DIRECTIONS => Only the lines from the beginning of the data below through the line that contains "pub enum ConfigError" should be repeated, exactly as written.

------------------------------------------------------------

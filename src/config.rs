pub mod settings;
pub mod state;

pub use settings::{
    ApiSettings, EmitterSettings, EngineKind, ImeSettings, PollingSettings, Settings,
};
pub use state::{BotState, JsonFileStore, StateStore};

use std::path::{Path, PathBuf};
use thiserror::Error;

/// Environment variable overriding the settings file location
pub const CONFIG_ENV_VAR: &str = "IMEBOT_CONFIG";

/// Settings file used when `IMEBOT_CONFIG` is unset
pub const DEFAULT_CONFIG_FILE: &str = "imebot.toml";

/// Errors raised while loading settings
#[derive(Debug, Error)]
pub enum ConfigError {
    #[error("Failed to read {path}: {source}")]
    Read {
        path: PathBuf,
        source: std::io::Error,
    },

    #[error("Failed to parse settings: {0}")]
    Parse(#[from] toml::de::Error),

    #[error("Invalid settings: {message}")]
    Invalid { message: String },
}

impl ConfigError {
    pub fn invalid(message: impl Into<String>) -> Self {
        ConfigError::Invalid {
            message: message.into(),
        }
    }
}

/// Errors raised by a [`StateStore`]
#[derive(Debug, Error)]
pub enum StateError {
    #[error("Failed to read state {path}: {source}")]
    Read {
        path: PathBuf,
        source: std::io::Error,
    },

    #[error("Failed to parse state {path}: {source}")]
    Parse {
        path: PathBuf,
        source: serde_json::Error,
    },

    #[error("Failed to encode state: {0}")]
    Encode(serde_json::Error),

    #[error("Failed to write state {path}: {source}")]
    Write {
        path: PathBuf,
        source: std::io::Error,
    },
}

/// Returns the settings path: `$IMEBOT_CONFIG` if set, else `imebot.toml`.
pub fn config_path() -> PathBuf {
    config_path_from(std::env::var_os(CONFIG_ENV_VAR).map(PathBuf::from))
}

fn config_path_from(env_value: Option<PathBuf>) -> PathBuf {
    env_value
        .filter(|p| !p.as_os_str().is_empty())
        .unwrap_or_else(|| Path::new(DEFAULT_CONFIG_FILE).to_path_buf())
}

#[cfg(test)]
mod tests {
    use super::*;

    #[test]
    fn config_path_falls_back_to_default_file() {
        assert_eq!(config_path_from(None), PathBuf::from("imebot.toml"));
        assert_eq!(
            config_path_from(Some(PathBuf::new())),
            PathBuf::from("imebot.toml")
        );
    }

    #[test]
    fn config_path_prefers_environment() {
        assert_eq!(
            config_path_from(Some(PathBuf::from("/etc/imebot.toml"))),
            PathBuf::from("/etc/imebot.toml")
        );
    }
}
//! Update ingestion and handling.
//!
//! ```text
//! Poller ──► unbounded queue ──► Dispatcher ──► Converter
//!                                     │
//!                                     └──► Emitter ──► chat API
//! ```
//!
//! The poller runs as a background task and owns the cursor; the dispatcher
//! is the queue's only consumer and the only caller into the converter.

pub mod command;
pub mod dispatcher;
pub mod emitter;
pub mod poller;

pub use command::{Command, parse_command};
pub use dispatcher::{DispatchError, Dispatcher, Outcome, inline_results};
pub use emitter::{Emitter, TRUNCATION_MARKER, prepare_text};
pub use poller::{Backoff, PollError, Poller};
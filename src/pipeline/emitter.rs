//! Fire-and-forget outbound calls.
//!
//! Every emission is spawned as its own task and waits for one of a fixed
//! number of permits, so at most `workers` outbound calls run at once and the
//! dispatcher never waits on the network. Failures are logged, never
//! returned. [`Emitter::shutdown`] waits for every call submitted so far.

use std::future::Future;
use std::sync::Arc;

use tokio::sync::Semaphore;
use tokio::task::JoinHandle;
use tokio_util::task::TaskTracker;

use crate::api::{AnswerInlineQuery, ApiError, ChatOutbound, InlineQueryResultArticle, SendMessage};
use crate::config::EmitterSettings;

const LOG_TARGET: &str = "imebot::emitter";

/// Appended to text cut at the length limit
pub const TRUNCATION_MARKER: char = '…';

pub struct Emitter<O> {
    outbound: Arc<O>,
    permits: Arc<Semaphore>,
    tasks: TaskTracker,
    max_message_len: usize,
}

impl<O> Clone for Emitter<O> {
    fn clone(&self) -> Self {
        Self {
            outbound: self.outbound.clone(),
            permits: self.permits.clone(),
            tasks: self.tasks.clone(),
            max_message_len: self.max_message_len,
        }
    }
}

impl<O: ChatOutbound> Emitter<O> {
    pub fn new(outbound: Arc<O>, settings: &EmitterSettings) -> Self {
        Self {
            outbound,
            permits: Arc::new(Semaphore::new(settings.workers.max(1))),
            tasks: TaskTracker::new(),
            max_message_len: settings.max_message_len,
        }
    }

    /// Queue a reply. Blank text is dropped without calling out, and `None`
    /// is returned.
    pub fn send_message(
        &self,
        chat_id: i64,
        text: &str,
        reply_to_message_id: Option<i64>,
    ) -> Option<JoinHandle<()>> {
        let Some(text) = prepare_text(text, self.max_message_len) else {
            log::warn!(
                target: LOG_TARGET,
                "Empty message ignored: {}, {:?}",
                chat_id,
                reply_to_message_id
            );
            return None;
        };
        log::info!(
            target: LOG_TARGET,
            "sendMessage({}): {}",
            text.chars().count(),
            text.chars().take(20).collect::<String>()
        );

        let outbound = self.outbound.clone();
        let request = SendMessage {
            chat_id,
            text,
            reply_to_message_id,
        };
        Some(self.submit("sendMessage", async move {
            outbound.send_message(request).await
        }))
    }

    /// Queue an inline answer.
    pub fn answer_inline_query(
        &self,
        inline_query_id: String,
        results: Vec<InlineQueryResultArticle>,
    ) -> JoinHandle<()> {
        let outbound = self.outbound.clone();
        let request = AnswerInlineQuery {
            inline_query_id,
            results,
        };
        self.submit("answerInlineQuery", async move {
            outbound.answer_inline_query(request).await
        })
    }

    /// Spawn `call` behind a permit; its error is logged.
    fn submit<F>(&self, what: &'static str, call: F) -> JoinHandle<()>
    where
        F: Future<Output = Result<(), ApiError>> + Send + 'static,
    {
        let permits = self.permits.clone();
        self.tasks.spawn(async move {
            // The semaphore is never closed
            let Ok(_permit) = permits.acquire_owned().await else {
                return;
            };
            if let Err(e) = call.await {
                log::error!(target: LOG_TARGET, "{} failed: {}", what, e);
            }
        })
    }

    /// Wait until every submitted call has finished.
    ///
    /// Calls submitted while waiting are waited for as well.
    pub async fn shutdown(&self) {
        self.tasks.close();
        if !self.tasks.is_empty() {
            log::info!(
                target: LOG_TARGET,
                "Waiting for {} outbound call(s)",
                self.tasks.len()
            );
        }
        self.tasks.wait().await;
    }
}

/// Trim `text`; `None` if nothing is left. Text over `max_len` characters is
/// cut to `max_len - 1` characters plus [`TRUNCATION_MARKER`].
pub fn prepare_text(text: &str, max_len: usize) -> Option<String> {
    let text = text.trim();
    if text.is_empty() {
        return None;
    }
    if text.chars().count() <= max_len {
        return Some(text.to_string());
    }
    let mut cut: String = text.chars().take(max_len.saturating_sub(1)).collect();
    cut.push(TRUNCATION_MARKER);
    Some(cut)
}
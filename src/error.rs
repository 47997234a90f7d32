//! Error handling types for imebot
//!
//! Each subsystem owns its error enum; `BotError` gathers them for the
//! startup and shutdown paths where any failure ends the process.

use thiserror::Error;

use crate::api::ApiError;
use crate::config::{ConfigError, StateError};
use crate::ime::ImeError;

/// Errors that abort the bot before or after the pipeline runs
#[derive(Debug, Error)]
pub enum BotError {
    /// Settings file missing, unreadable or invalid
    #[error("Configuration error: {0}")]
    Config(#[from] ConfigError),

    /// Cursor state could not be loaded or saved
    #[error("State error: {0}")]
    State(#[from] StateError),

    /// Chat API failed during startup (identity lookup, client build)
    #[error("API error: {0}")]
    Api(#[from] ApiError),

    /// IME engine could not be started
    #[error("IME error: {0}")]
    Ime(#[from] ImeError),

    /// IO error
    #[error("IO error: {0}")]
    Io(#[from] std::io::Error),
}

/// Result type for startup and shutdown operations
pub type BotResult<T> = Result<T, BotError>;
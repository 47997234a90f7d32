pub mod api;
pub mod app;
pub mod config;
pub mod error;
pub mod ime;
pub mod pipeline;

pub use app::run;
pub use error::{BotError, BotResult};
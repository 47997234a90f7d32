//! In-process fallback converter.
//!
//! A greedy longest-match converter over a flat `pinyin -> word` table. It
//! knows nothing about context or n-grams; it exists so the bot keeps
//! answering when no external engine is available.
//!
//! Dictionary format, one entry per line:
//!
//! ```text
//! # comment
//! nihao	你好	1200
//! ni	你	900
//! hao	好
//! ```
//!
//! The third column is an optional frequency; for a repeated key the most
//! frequent word wins.

use std::collections::HashMap;
use std::path::Path;

use super::ImeError;

const LOG_TARGET: &str = "imebot::ime";

/// Dictionary-backed greedy converter.
#[derive(Debug, Default, Clone)]
pub struct SimpleIme {
    entries: HashMap<String, (String, u64)>,
    /// Longest key, in chars; bounds the match window
    max_key_chars: usize,
}

impl SimpleIme {
    pub fn load(path: &Path) -> Result<Self, ImeError> {
        let content = std::fs::read_to_string(path).map_err(|e| ImeError::Dictionary {
            path: path.to_path_buf(),
            message: e.to_string(),
        })?;
        let ime = Self::parse(&content).map_err(|message| ImeError::Dictionary {
            path: path.to_path_buf(),
            message,
        })?;
        log::info!(
            target: LOG_TARGET,
            "Loaded {} dictionary entries from {}",
            ime.len(),
            path.display()
        );
        Ok(ime)
    }

    /// Parse dictionary text. Errors carry the 1-based line number.
    pub fn parse(content: &str) -> Result<Self, String> {
        let mut ime = SimpleIme::default();
        for (idx, raw) in content.lines().enumerate() {
            let line = raw.trim();
            if line.is_empty() || line.starts_with('#') {
                continue;
            }
            let mut cols = line.split('\t');
            let (Some(key), Some(word)) = (cols.next(), cols.next()) else {
                return Err(format!("line {}: expected `pinyin<TAB>word`", idx + 1));
            };
            let freq = match cols.next() {
                Some(f) => f
                    .trim()
                    .parse::<u64>()
                    .map_err(|e| format!("line {}: bad frequency: {}", idx + 1, e))?,
                None => 0,
            };
            ime.insert(key, word.trim(), freq);
        }
        Ok(ime)
    }

    fn insert(&mut self, key: &str, word: &str, freq: u64) {
        let key = normalize(key);
        if key.is_empty() || word.is_empty() {
            return;
        }
        self.max_key_chars = self.max_key_chars.max(key.chars().count());
        match self.entries.get(&key) {
            Some((_, existing)) if *existing >= freq => {}
            _ => {
                self.entries.insert(key, (word.to_string(), freq));
            }
        }
    }

    pub fn len(&self) -> usize {
        self.entries.len()
    }

    pub fn is_empty(&self) -> bool {
        self.entries.is_empty()
    }

    /// Convert `text`, passing through anything the table does not cover.
    pub fn convert(&self, text: &str) -> String {
        let input: Vec<char> = normalize(text).chars().collect();
        let mut out = String::with_capacity(text.len());
        let mut pos = 0;

        while pos < input.len() {
            let window = self.max_key_chars.min(input.len() - pos);
            let hit = (1..=window).rev().find_map(|len| {
                let key: String = input[pos..pos + len].iter().collect();
                self.entries.get(&key).map(|(word, _)| (word, len))
            });
            match hit {
                Some((word, len)) => {
                    out.push_str(word);
                    pos += len;
                }
                None => {
                    out.push(input[pos]);
                    pos += 1;
                }
            }
        }
        out
    }
}

/// Lower-case and drop syllable separators.
fn normalize(text: &str) -> String {
    text.chars()
        .filter(|c| !matches!(c, '\'' | ' ' | '\u{a0}'))
        .flat_map(char::to_lowercase)
        .collect()
}
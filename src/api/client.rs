//! HTTP client for the bot API.

use std::time::Duration;

use serde::Serialize;
use serde::de::DeserializeOwned;

use super::types::{ApiResponse, GetUpdatesParams, User};
use super::{
    AnswerInlineQuery, ApiError, ChatOutbound, RetryPolicy, SendMessage, Update, UpdateSource,
    with_retry,
};
use crate::config::ApiSettings;

const LOG_TARGET: &str = "imebot::api";

/// Bot API client: JSON POST to `{base_url}/bot{token}/{method}`, every call
/// retried per [`RetryPolicy`].
pub struct TelegramClient {
    http: reqwest::Client,
    endpoint: String,
    retry: RetryPolicy,
}

impl std::fmt::Debug for TelegramClient {
    fn fmt(&self, f: &mut std::fmt::Formatter<'_>) -> std::fmt::Result {
        // The endpoint embeds the token
        f.debug_struct("TelegramClient")
            .field("retry", &self.retry)
            .finish_non_exhaustive()
    }
}

impl TelegramClient {
    pub fn new(settings: &ApiSettings) -> Result<Self, ApiError> {
        let http = reqwest::Client::builder()
            .timeout(Duration::from_secs(settings.request_timeout_secs))
            .build()
            .map_err(|e| ApiError::Transport {
                method: "client".to_string(),
                message: e.to_string(),
            })?;

        Ok(Self {
            http,
            endpoint: format!(
                "{}/bot{}",
                settings.base_url.trim_end_matches('/'),
                settings.token
            ),
            retry: RetryPolicy {
                attempts: settings.retry_attempts,
                delay: Duration::from_millis(settings.retry_delay_ms),
            },
        })
    }

    /// Call `method` with `params`, retrying transport and decode failures.
    pub async fn call<P, T>(&self, method: &str, params: &P) -> Result<T, ApiError>
    where
        P: Serialize + ?Sized,
        T: DeserializeOwned,
    {
        with_retry(self.retry, method, || self.call_once(method, params)).await
    }

    async fn call_once<P, T>(&self, method: &str, params: &P) -> Result<T, ApiError>
    where
        P: Serialize + ?Sized,
        T: DeserializeOwned,
    {
        let transport = |e: reqwest::Error| ApiError::Transport {
            method: method.to_string(),
            message: e.without_url().to_string(),
        };

        let response = self
            .http
            .post(format!("{}/{}", self.endpoint, method))
            .json(params)
            .send()
            .await
            .map_err(transport)?;
        let status = response.status();
        let body = response.bytes().await.map_err(transport)?;

        let envelope: ApiResponse<T> =
            serde_json::from_slice(&body).map_err(|e| ApiError::Decode {
                method: method.to_string(),
                message: format!("HTTP {}: {}", status, e),
            })?;
        unwrap_envelope(method, envelope)
    }

    /// Resolve the bot's own account.
    pub async fn get_me(&self) -> Result<User, ApiError> {
        self.call("getMe", &serde_json::json!({})).await
    }
}

fn unwrap_envelope<T>(method: &str, envelope: ApiResponse<T>) -> Result<T, ApiError> {
    if !envelope.ok {
        let description = match (envelope.error_code, envelope.description) {
            (Some(code), Some(text)) => format!("{} {}", code, text),
            (None, Some(text)) => text,
            (Some(code), None) => code.to_string(),
            (None, None) => "no description".to_string(),
        };
        return Err(ApiError::Rejected {
            method: method.to_string(),
            description,
        });
    }
    envelope.result.ok_or_else(|| ApiError::Decode {
        method: method.to_string(),
        message: "missing result".to_string(),
    })
}

impl UpdateSource for TelegramClient {
    async fn get_updates(&self, offset: i64, timeout_secs: u64) -> Result<Vec<Update>, ApiError> {
        self.call(
            "getUpdates",
            &GetUpdatesParams {
                offset,
                timeout: timeout_secs,
            },
        )
        .await
    }
}

impl ChatOutbound for TelegramClient {
    async fn send_message(&self, request: SendMessage) -> Result<(), ApiError> {
        // Result is the sent message; only success matters
        let _: serde_json::Value = self.call("sendMessage", &request).await?;
        Ok(())
    }

    async fn answer_inline_query(&self, request: AnswerInlineQuery) -> Result<(), ApiError> {
        let answered: bool = self.call("answerInlineQuery", &request).await?;
        log::debug!(
            target: LOG_TARGET,
            "answerInlineQuery({}) -> {}",
            request.inline_query_id,
            answered
        );
        Ok(())
    }
}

------------------------------------------------------------

SOLUTION =>
filename src/config.rs
pub mod settings;
pub mod state;

pub use settings::{
    ApiSettings, EmitterSettings, EngineKind, ImeSettings, PollingSettings, Settings,
};
pub use state::{BotState, JsonFileStore, StateStore};

use std::path::{Path, PathBuf};
use thiserror::Error;

/// Environment variable overriding the settings file location
pub const CONFIG_ENV_VAR: &str = "IMEBOT_CONFIG";

/// Settings file used when `IMEBOT_CONFIG` is unset
pub const DEFAULT_CONFIG_FILE: &str = "imebot.toml";

/// Errors raised while loading settings
#[derive(Debug, Error)]
pub enum ConfigError {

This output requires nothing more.